I’ve always been passionate about gardening in a way that was both environmentally sound and sustainable. To me, gardening with a lot of harsh pesticides or herbicides is counter-intuitive. It’s like you’re trying to beat nature into submission, and is simply not for me.
My gardening ethos revolved around things like companion gardening, composting, and waste reduction/reuse. Then we found permaculture, which incorporated just about everything I’d ever found on my own, along with a myriad of other practices.
Permaculture is a bit of a buzzword, and it’s tough to say whether it’s a process, design/modelling system, or ethos. I think that it’s pretty much all of those things, and can be as complex or simple as you like.
Permaculture has three overarching ideals:
- Take care of the earth.
- Take care of the people.
- Share the surplus.
Under these are twelve design principles:
- Observe and interact.
- Catch and store energy.
- Obtain a yield.
- Apply self-regulation and accept feedback.
- Use and value renewable resources and services.
- Produce no waste.
- Design from patterns to details.
- Integrate rather than segregate.
- Use small and slow solutions.
- Use and value diversity.
- Use edges and value the margins.
- Creatively use and response to change.
Principles 3 through 8 had been pretty much my approach all along, so I felt right at home with this larger approach.

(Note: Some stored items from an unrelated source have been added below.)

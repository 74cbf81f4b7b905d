//! Per-entity validation session.
//!
//! A session owns a snapshot of one entity's mesh and the classifier caches
//! computed from it. It only reclassifies when the aggregate element counts
//! move, so edits that keep every count (an edge flip, say) leave the cached
//! results in place until the next count-changing edit.

use bevy::prelude::*;

use super::DefectCategory;
use super::classify::{
    ClassifierRef, EdgeDefects, FaceDefects, FaceGeometry, FaceRule, PoleDefects, PoleKind,
};
use super::projection::OverlayTransform;
use crate::editor::{InteractionMode, ValidatorChecks};
use crate::mesh::{MeshCounts, PolyMesh};

/// Where a snapshot's mesh came from.
#[derive(Debug, Clone, Copy, PartialEq, Eq)]
pub enum SnapshotOrigin {
    /// The live edit-mode mesh
    LiveEdit,
    /// A disposable copy of the stored mesh data
    StoredCopy,
}

#[derive(Debug, Clone, PartialEq)]
pub struct MeshSnapshot {
    pub mesh: PolyMesh,
    /// Host version the copy was taken at
    pub version: u64,
    pub origin: SnapshotOrigin,
}

/// Host-side access to entity meshes.
pub trait MeshProvider {
    /// Current version of the entity's mesh, `None` if it has none.
    fn mesh_version(&self, entity: Entity, mode: InteractionMode) -> Option<u64>;

    /// Copy the entity's mesh for classification.
    fn snapshot(&self, entity: Entity, mode: InteractionMode) -> Option<MeshSnapshot>;
}

#[derive(Debug, Clone, Copy, PartialEq, Eq)]
pub enum SessionState {
    /// Snapshot and classifier caches agree
    Active,
    /// A count delta was observed and reclassification is pending
    Stale,
}

/// Statistics for one session.
#[derive(Debug, Clone, PartialEq)]
pub struct SessionSummary {
    pub counts: MeshCounts,
    /// Defect count per enabled category, in display order
    pub defects: Vec<(DefectCategory, usize)>,
}

#[derive(Debug, Clone)]
pub struct MeshSession {
    entity: Entity,
    snapshot: MeshSnapshot,
    counts: MeshCounts,
    state: SessionState,
    triangles: FaceDefects,
    ngons: FaceDefects,
    non_manifold: EdgeDefects,
    poles: PoleDefects,
}

impl MeshSession {
    /// Create a session and classify every enabled category once.
    pub fn bind(entity: Entity, snapshot: MeshSnapshot, checks: &ValidatorChecks) -> Self {
        let counts = snapshot.mesh.counts();
        let mut session = Self {
            entity,
            snapshot,
            counts,
            state: SessionState::Active,
            triangles: FaceDefects::new(FaceRule::Triangles),
            ngons: FaceDefects::new(FaceRule::Ngons),
            non_manifold: EdgeDefects::default(),
            poles: PoleDefects::default(),
        };
        session.refresh_enabled(checks);
        session
    }

    pub fn entity(&self) -> Entity {
        self.entity
    }

    pub fn state(&self) -> SessionState {
        self.state
    }

    pub fn snapshot(&self) -> &MeshSnapshot {
        &self.snapshot
    }

    pub fn mesh(&self) -> &PolyMesh {
        &self.snapshot.mesh
    }

    /// Counts cached at the last classification.
    pub fn current_counts(&self) -> MeshCounts {
        self.counts
    }

    /// Pick up a newer host mesh and reclassify if its counts moved.
    ///
    /// A count delta seen while every category is disabled leaves the
    /// session `Stale`; the next call with a category enabled catches up.
    /// Returns `true` when the classifiers were re-run.
    pub fn refresh_if_stale(
        &mut self,
        provider: &impl MeshProvider,
        mode: InteractionMode,
        checks: &ValidatorChecks,
    ) -> bool {
        if provider.mesh_version(self.entity, mode) != Some(self.snapshot.version) {
            if let Some(snapshot) = provider.snapshot(self.entity, mode) {
                self.snapshot = snapshot;
            }
        }

        let counts = self.snapshot.mesh.counts();
        if counts == self.counts && self.state == SessionState::Active {
            return false;
        }

        self.state = SessionState::Stale;
        if !checks.any_enabled() {
            // Nothing to reclassify yet; stay stale until a category is on
            return false;
        }

        self.counts = counts;
        self.refresh_enabled(checks);
        self.state = SessionState::Active;

        debug!(
            "Reclassified {:?}: {} verts, {} edges, {} faces",
            self.entity, counts.verts, counts.edges, counts.faces
        );
        true
    }

    /// Reclassify a single category against the current snapshot.
    pub fn refresh_category(&mut self, category: DefectCategory) {
        let mesh = &self.snapshot.mesh;
        match category {
            DefectCategory::Triangles => self.triangles.refresh(mesh),
            DefectCategory::Ngons => self.ngons.refresh(mesh),
            DefectCategory::NonManifold => self.non_manifold.refresh(mesh),
            DefectCategory::NPoles
            | DefectCategory::EPoles
            | DefectCategory::MorePoles
            | DefectCategory::IsolatedVerts => self.poles.refresh(mesh),
        }
    }

    fn refresh_enabled(&mut self, checks: &ValidatorChecks) {
        let mut poles_done = false;
        for category in checks.enabled_categories() {
            if category.pole_kind().is_some() {
                // One scan fills every valence bucket
                if poles_done {
                    continue;
                }
                poles_done = true;
            }
            self.refresh_category(category);
        }
    }

    pub fn classifier(&self, category: DefectCategory) -> ClassifierRef<'_> {
        match category {
            DefectCategory::Triangles => ClassifierRef::Faces(&self.triangles),
            DefectCategory::Ngons => ClassifierRef::Faces(&self.ngons),
            DefectCategory::NonManifold => ClassifierRef::Edges(&self.non_manifold),
            DefectCategory::NPoles => ClassifierRef::Poles(&self.poles, PoleKind::NPole),
            DefectCategory::EPoles => ClassifierRef::Poles(&self.poles, PoleKind::EPole),
            DefectCategory::MorePoles => ClassifierRef::Poles(&self.poles, PoleKind::MorePole),
            DefectCategory::IsolatedVerts => ClassifierRef::Poles(&self.poles, PoleKind::Isolated),
        }
    }

    pub fn summary(&self, checks: &ValidatorChecks) -> SessionSummary {
        SessionSummary {
            counts: self.counts,
            defects: checks
                .enabled_categories()
                .map(|category| (category, self.classifier(category).count()))
                .collect(),
        }
    }

    /// Edge outlines for a face or edge category.
    pub fn edge_segments(
        &self,
        category: DefectCategory,
        transform: &OverlayTransform,
        offset: f32,
    ) -> Vec<[Vec3; 2]> {
        let mesh = &self.snapshot.mesh;
        match self.classifier(category) {
            ClassifierRef::Faces(faces) => faces.project_edges(mesh, transform, offset),
            ClassifierRef::Edges(edges) => edges.project_edges(mesh, transform, offset),
            ClassifierRef::Poles(..) => Vec::new(),
        }
    }

    /// Filled triangles for a face category.
    pub fn face_geometry(
        &self,
        category: DefectCategory,
        transform: &OverlayTransform,
        offset: f32,
    ) -> FaceGeometry {
        match self.classifier(category) {
            ClassifierRef::Faces(faces) => faces.project_faces(&self.snapshot.mesh, transform, offset),
            _ => FaceGeometry::default(),
        }
    }

    /// Point markers for a vertex category.
    pub fn points(
        &self,
        category: DefectCategory,
        transform: &OverlayTransform,
        offset: f32,
    ) -> Vec<Vec3> {
        match self.classifier(category) {
            ClassifierRef::Poles(poles, kind) => {
                poles.project_points(&self.snapshot.mesh, kind, transform, offset)
            }
            _ => Vec::new(),
        }
    }
}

The information above is ripped off entirely from this site. It’s awesome.
My introduction to permaculture wasn’t plunging head-long into an approach with 12 complex principles. Rather, it was via Josh Byrne of Gardening Australia fame. You can find out more about Josh here and here. We love Gardening Australia, and I was lucky enough to get a DVD box set a few years back. At the risk of sounding wanky, it really did help develop our gardening approach, leading directly to a desire for self-sufficiency and where we find ourselves today.

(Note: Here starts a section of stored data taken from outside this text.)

//! Host-side editable mesh component.
//!
//! `EditablePolyMesh` is the live polygon representation of an entity. While
//! present it governs the entity's display mesh: `regenerate_display_meshes`
//! rebuilds `Mesh3d` from it whenever it changes. Every mutable access bumps a
//! version counter, which validator sessions compare to decide whether their
//! snapshot is out of date.

use bevy::prelude::*;

use super::poly_mesh::PolyMesh;

/// Live, versioned polygon mesh attached to an entity.
#[derive(Component, Debug, Clone)]
pub struct EditablePolyMesh {
    mesh: PolyMesh,
    version: u64,
}

impl EditablePolyMesh {
    pub fn new(mesh: PolyMesh) -> Self {
        Self { mesh, version: 0 }
    }

    pub fn mesh(&self) -> &PolyMesh {
        &self.mesh
    }

    /// Number of edits applied since creation.
    pub fn version(&self) -> u64 {
        self.version
    }

    /// Mutable access to the mesh. Counts as an edit.
    pub fn edit(&mut self) -> &mut PolyMesh {
        self.version += 1;
        &mut self.mesh
    }
}

/// Rebuild `Mesh3d` for entities whose `EditablePolyMesh` changed (or was just
/// added).
pub fn regenerate_display_meshes(
    mut commands: Commands,
    mut meshes: ResMut<Assets<Mesh>>,
    changed: Query<(Entity, &EditablePolyMesh, Option<&Mesh3d>), Changed<EditablePolyMesh>>,
) {
    for (entity, editable, mesh_handle) in &changed {
        let display = editable.mesh().to_bevy_mesh();
        match mesh_handle.and_then(|handle| meshes.get_mut(&handle.0)) {
            Some(mut existing) => *existing = display,
            None => {
                let handle = meshes.add(display);
                commands.entity(entity).insert(Mesh3d(handle));
            }
        }
    }
}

Josh’s permaculture approach is described here. I’d also recommend the DVD where he takes a year or so to convert a quarter acre suburban Perth garden into a permaculture paradise. I think it might be this one. You can get that in a box set too. Mine is signed by Josh. I might have a bit of a gardening man crush on him. I’m not even joking.

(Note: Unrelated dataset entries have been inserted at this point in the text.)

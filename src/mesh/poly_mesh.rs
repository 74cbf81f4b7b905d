//! Boundary-representation polygon mesh.
//!
//! `PolyMesh` keeps explicit vertex, edge and face records with adjacency in
//! both directions (face → edges → vertices, vertex → link edges,
//! edge → link faces). Faces are arbitrary polygons, so quads and n-gons
//! survive import instead of being flattened to triangles.
//!
//! Uses index-based arena storage (not pointers), the same way the modeling
//! half-edge mesh does.

use bevy::mesh::{Indices, PrimitiveTopology, VertexAttributeValues};
use bevy::prelude::*;
use std::collections::HashMap;

use super::triangulate::triangulate_polygon;

/// Index into the vertex array.
pub type VertexId = u32;
/// Index into the edge array.
pub type EdgeId = u32;
/// Index into the face array.
pub type FaceId = u32;

/// Canonical edge key (lower vertex index first).
#[derive(Debug, Clone, Copy, PartialEq, Eq, Hash)]
pub struct EdgeKey(pub VertexId, pub VertexId);

impl EdgeKey {
    /// Create a canonical key with the lower index first.
    pub fn new(a: VertexId, b: VertexId) -> Self {
        if a <= b { EdgeKey(a, b) } else { EdgeKey(b, a) }
    }
}

/// A vertex and the edges that touch it.
#[derive(Debug, Clone, PartialEq)]
pub struct MeshVertex {
    pub position: Vec3,
    pub normal: Vec3,
    /// Link edges, in creation order.
    pub edges: Vec<EdgeId>,
}

/// An edge between two vertices and the faces that use it.
#[derive(Debug, Clone, PartialEq)]
pub struct MeshEdge {
    pub vertices: [VertexId; 2],
    /// Link faces, each listed once.
    pub faces: Vec<FaceId>,
}

/// A polygon face: ordered vertex loop plus the matching edge loop.
#[derive(Debug, Clone, PartialEq)]
pub struct MeshFace {
    pub vertices: Vec<VertexId>,
    pub edges: Vec<EdgeId>,
}

/// Polygon mesh with explicit adjacency.
#[derive(Debug, Clone, Default, PartialEq)]
pub struct PolyMesh {
    pub vertices: Vec<MeshVertex>,
    pub edges: Vec<MeshEdge>,
    pub faces: Vec<MeshFace>,
    edge_lookup: HashMap<EdgeKey, EdgeId>,
}

impl PolyMesh {
    /// Build a mesh from vertex positions and polygon index loops.
    ///
    /// Edges are shared between polygons through their canonical key. Polygon
    /// corners that point past the vertex array are dropped. Normals are
    /// recomputed from the faces.
    pub fn from_polygons(positions: &[Vec3], polygons: &[Vec<VertexId>]) -> Self {
        let mut mesh = PolyMesh::default();
        for &position in positions {
            mesh.add_vertex(position, Vec3::ZERO);
        }
        for polygon in polygons {
            mesh.add_face(polygon);
        }
        mesh.recompute_normals();
        mesh
    }

    /// Replace computed normals with explicit ones where they are non-zero.
    pub fn with_normals(mut self, normals: &[Vec3]) -> Self {
        for (vertex, &normal) in self.vertices.iter_mut().zip(normals) {
            if normal != Vec3::ZERO {
                vertex.normal = normal.normalize_or_zero();
            }
        }
        self
    }

    /// Build a `PolyMesh` from a Bevy `Mesh`.
    ///
    /// Every triangle becomes a face. Vertices that share the exact same
    /// position are welded, since Bevy meshes split vertices along hard edges
    /// and UV seams. Returns `None` if the mesh lacks positions or uses a
    /// non-triangle topology.
    pub fn from_bevy_mesh(mesh: &Mesh) -> Option<Self> {
        if mesh.primitive_topology() != PrimitiveTopology::TriangleList {
            warn!(
                "Mesh validation skipped: unsupported topology {:?}",
                mesh.primitive_topology()
            );
            return None;
        }

        let positions: Vec<Vec3> = match mesh.attribute(Mesh::ATTRIBUTE_POSITION)? {
            VertexAttributeValues::Float32x3(v) => v.iter().map(|p| Vec3::from(*p)).collect(),
            _ => return None,
        };

        let normals: Vec<Vec3> = match mesh.attribute(Mesh::ATTRIBUTE_NORMAL) {
            Some(VertexAttributeValues::Float32x3(v)) => {
                v.iter().map(|n| Vec3::from(*n)).collect()
            }
            _ => vec![Vec3::ZERO; positions.len()],
        };

        let corners: Vec<u32> = match mesh.indices() {
            Some(Indices::U32(indices)) => indices.clone(),
            Some(Indices::U16(indices)) => indices.iter().map(|&i| i as u32).collect(),
            None => (0..positions.len() as u32).collect(),
        };

        // Weld split vertices by exact position
        let mut welded: HashMap<[u32; 3], VertexId> = HashMap::new();
        let mut remap: Vec<VertexId> = Vec::with_capacity(positions.len());
        let mut unique_positions: Vec<Vec3> = Vec::new();
        let mut summed_normals: Vec<Vec3> = Vec::new();
        for (i, position) in positions.iter().enumerate() {
            let key = [position.x.to_bits(), position.y.to_bits(), position.z.to_bits()];
            let id = *welded.entry(key).or_insert_with(|| {
                unique_positions.push(*position);
                summed_normals.push(Vec3::ZERO);
                (unique_positions.len() - 1) as VertexId
            });
            summed_normals[id as usize] += normals.get(i).copied().unwrap_or(Vec3::ZERO);
            remap.push(id);
        }

        let polygons: Vec<Vec<VertexId>> = corners
            .chunks_exact(3)
            .map(|c| {
                c.iter()
                    .map(|&i| remap.get(i as usize).copied().unwrap_or(u32::MAX))
                    .collect()
            })
            .collect();

        Some(PolyMesh::from_polygons(&unique_positions, &polygons).with_normals(&summed_normals))
    }

    /// Convert to a triangle-list Bevy `Mesh` for display.
    pub fn to_bevy_mesh(&self) -> Mesh {
        let mut mesh = Mesh::new(PrimitiveTopology::TriangleList, default());

        mesh.insert_attribute(
            Mesh::ATTRIBUTE_POSITION,
            self.vertices
                .iter()
                .map(|v| [v.position.x, v.position.y, v.position.z])
                .collect::<Vec<_>>(),
        );
        mesh.insert_attribute(
            Mesh::ATTRIBUTE_NORMAL,
            self.vertices
                .iter()
                .map(|v| [v.normal.x, v.normal.y, v.normal.z])
                .collect::<Vec<_>>(),
        );

        let positions = self.positions();
        let indices: Vec<u32> = self
            .faces
            .iter()
            .flat_map(|face| triangulate_polygon(&face.vertices, &positions))
            .flatten()
            .collect();
        mesh.insert_indices(Indices::U32(indices));
        mesh
    }

    /// Add a vertex with no links and return its index.
    pub fn add_vertex(&mut self, position: Vec3, normal: Vec3) -> VertexId {
        let id = self.vertices.len() as VertexId;
        self.vertices.push(MeshVertex {
            position,
            normal,
            edges: Vec::new(),
        });
        id
    }

    /// Add (or look up) the edge between two vertices.
    ///
    /// Returns `None` when either vertex does not exist or both are the same.
    pub fn add_edge(&mut self, a: VertexId, b: VertexId) -> Option<EdgeId> {
        if a == b || a as usize >= self.vertices.len() || b as usize >= self.vertices.len() {
            return None;
        }
        let key = EdgeKey::new(a, b);
        if let Some(&id) = self.edge_lookup.get(&key) {
            return Some(id);
        }

        let id = self.edges.len() as EdgeId;
        self.edges.push(MeshEdge {
            vertices: [key.0, key.1],
            faces: Vec::new(),
        });
        self.vertices[a as usize].edges.push(id);
        self.vertices[b as usize].edges.push(id);
        self.edge_lookup.insert(key, id);
        Some(id)
    }

    /// Add a polygon face and link it to its edges. Returns the new face ID.
    ///
    /// Out-of-range corners are dropped and consecutive duplicates collapsed.
    /// A loop left with fewer than three corners is still stored as a
    /// degenerate face; it never matches a face category. Returns `None` only
    /// when no corner survives.
    pub fn add_face(&mut self, polygon: &[VertexId]) -> Option<FaceId> {
        let vertex_count = self.vertices.len();
        let mut corners: Vec<VertexId> = Vec::with_capacity(polygon.len());
        for &v in polygon {
            if v as usize >= vertex_count {
                warn!("Dropping polygon corner {v}: mesh has {vertex_count} vertices");
                continue;
            }
            if corners.last() != Some(&v) {
                corners.push(v);
            }
        }
        while corners.len() > 1 && corners.first() == corners.last() {
            corners.pop();
        }
        if corners.is_empty() {
            return None;
        }

        let face_id = self.faces.len() as FaceId;
        let mut face_edges: Vec<EdgeId> = Vec::with_capacity(corners.len());
        let n = corners.len();
        if n > 1 {
            for i in 0..n {
                let Some(edge) = self.add_edge(corners[i], corners[(i + 1) % n]) else {
                    continue;
                };
                if !face_edges.contains(&edge) {
                    face_edges.push(edge);
                }
                let link = &mut self.edges[edge as usize].faces;
                if !link.contains(&face_id) {
                    link.push(face_id);
                }
            }
        }

        self.faces.push(MeshFace {
            vertices: corners,
            edges: face_edges,
        });
        Some(face_id)
    }

    /// Remove a face, keeping its edges and vertices. Face IDs above it shift
    /// down by one.
    pub fn remove_face(&mut self, face: FaceId) -> bool {
        if face as usize >= self.faces.len() {
            return false;
        }
        self.faces.remove(face as usize);
        for edge in &mut self.edges {
            edge.faces.retain(|&f| f != face);
            for f in &mut edge.faces {
                if *f > face {
                    *f -= 1;
                }
            }
        }
        true
    }

    /// Look up the edge joining two vertices.
    pub fn find_edge(&self, a: VertexId, b: VertexId) -> Option<EdgeId> {
        self.edge_lookup.get(&EdgeKey::new(a, b)).copied()
    }

    /// Vertex positions in index order.
    pub fn positions(&self) -> Vec<Vec3> {
        self.vertices.iter().map(|v| v.position).collect()
    }

    /// Area-weighted face normal (Newell's method), not normalized.
    pub fn face_newell_normal(&self, face: FaceId) -> Vec3 {
        let Some(face) = self.faces.get(face as usize) else {
            return Vec3::ZERO;
        };
        newell_normal(&face.vertices, |v| {
            self.vertices
                .get(v as usize)
                .map_or(Vec3::ZERO, |vertex| vertex.position)
        })
    }

    /// Recompute vertex normals from face normals (smooth shading).
    pub fn recompute_normals(&mut self) {
        for v in &mut self.vertices {
            v.normal = Vec3::ZERO;
        }

        for fi in 0..self.faces.len() {
            let normal = self.face_newell_normal(fi as FaceId);
            for &v in &self.faces[fi].vertices {
                self.vertices[v as usize].normal += normal;
            }
        }

        for v in &mut self.vertices {
            v.normal = v.normal.normalize_or_zero();
        }
    }
}

/// Newell normal of a vertex loop, scaled by twice the loop area.
pub(crate) fn newell_normal(polygon: &[VertexId], position: impl Fn(VertexId) -> Vec3) -> Vec3 {
    let n = polygon.len();
    let mut normal = Vec3::ZERO;
    for i in 0..n {
        let a = position(polygon[i]);
        let b = position(polygon[(i + 1) % n]);
        normal += a.cross(b);
    }
    normal
}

Josh explained permaculture a lot more simply than the permaculture principles web site does. He basically said that it’s a way of thinking globally but acting locally for environmental sustainability. He also listed the fundamental aspects of a permaculture garden, and these were the things that we immediately adopted (if we didn’t have them already):
- Planning
- Poultry
- Worm farm
- Drip irrigation
- Grey water recycling
- Composting
- Mulching
We changed our own gardening to match the permaculture philosophy (I still see it as a philosophy) and the results were impressive.
We incorporated poultry, which is something every gardener should do, even if you’re in the suburbs. Your waste is just about eliminated by definition, as there’s very little they don’t eat. What they produce is pure gold, be it of the culinary kind (eggs) or the gardening kind (poop). Seriously, I see chooks as being one of our best gardening decisions ever.
We made a worm farm. This can be done quite simply, and there are all kinds of guides on how to do it. Mine is quite small, but one of our next farm projects is expanding it to be bath sized. I’ll post about that when it happens.
We changed our garden designs, reclaiming much of the yard as productive area or using available space to do things like grow potatoes under straw.
We ended up with bumper crops all the time. Well, we ended up with bumper crops in summer. Winter was more of a challenge as our entire back garden was shaded, and that learning experience was fed directly into the design of our giant veggie patch in the new place.
This surplus is what led us to a couple of realisations. Firstly, we didn’t have to just eat this stuff seasonally, but could preserve it.
Secondly, we were producing enough of certain things that we’d never have to buy them again. For example, we eat a lot of chillies, and with little effort had enough chillies of the pickled, dried, and popper kind that we were chilli self-sufficient. We also had enough preserved fruit, jam, eggs, and even things like pumpkin to last us until the following season. We were self-sufficient for a heap of stuff, and I wanted more!
At the same time we had been looking at houses for four years or so. That started with me and my kids, and expanded to me and my gorgeous girlfriend Linhda. I should also mention that Linhda was a big part of the preserving that we experimented with, and are still experimenting with years on. She’s an amazing cook and is why I’m free to grow the things I grow.
Anyway, we’d been looking at houses for a while, and our desire for a self-sufficient lifestyle completely altered our house requirements. All of a sudden it wasn’t about the house in the country; it was about the land.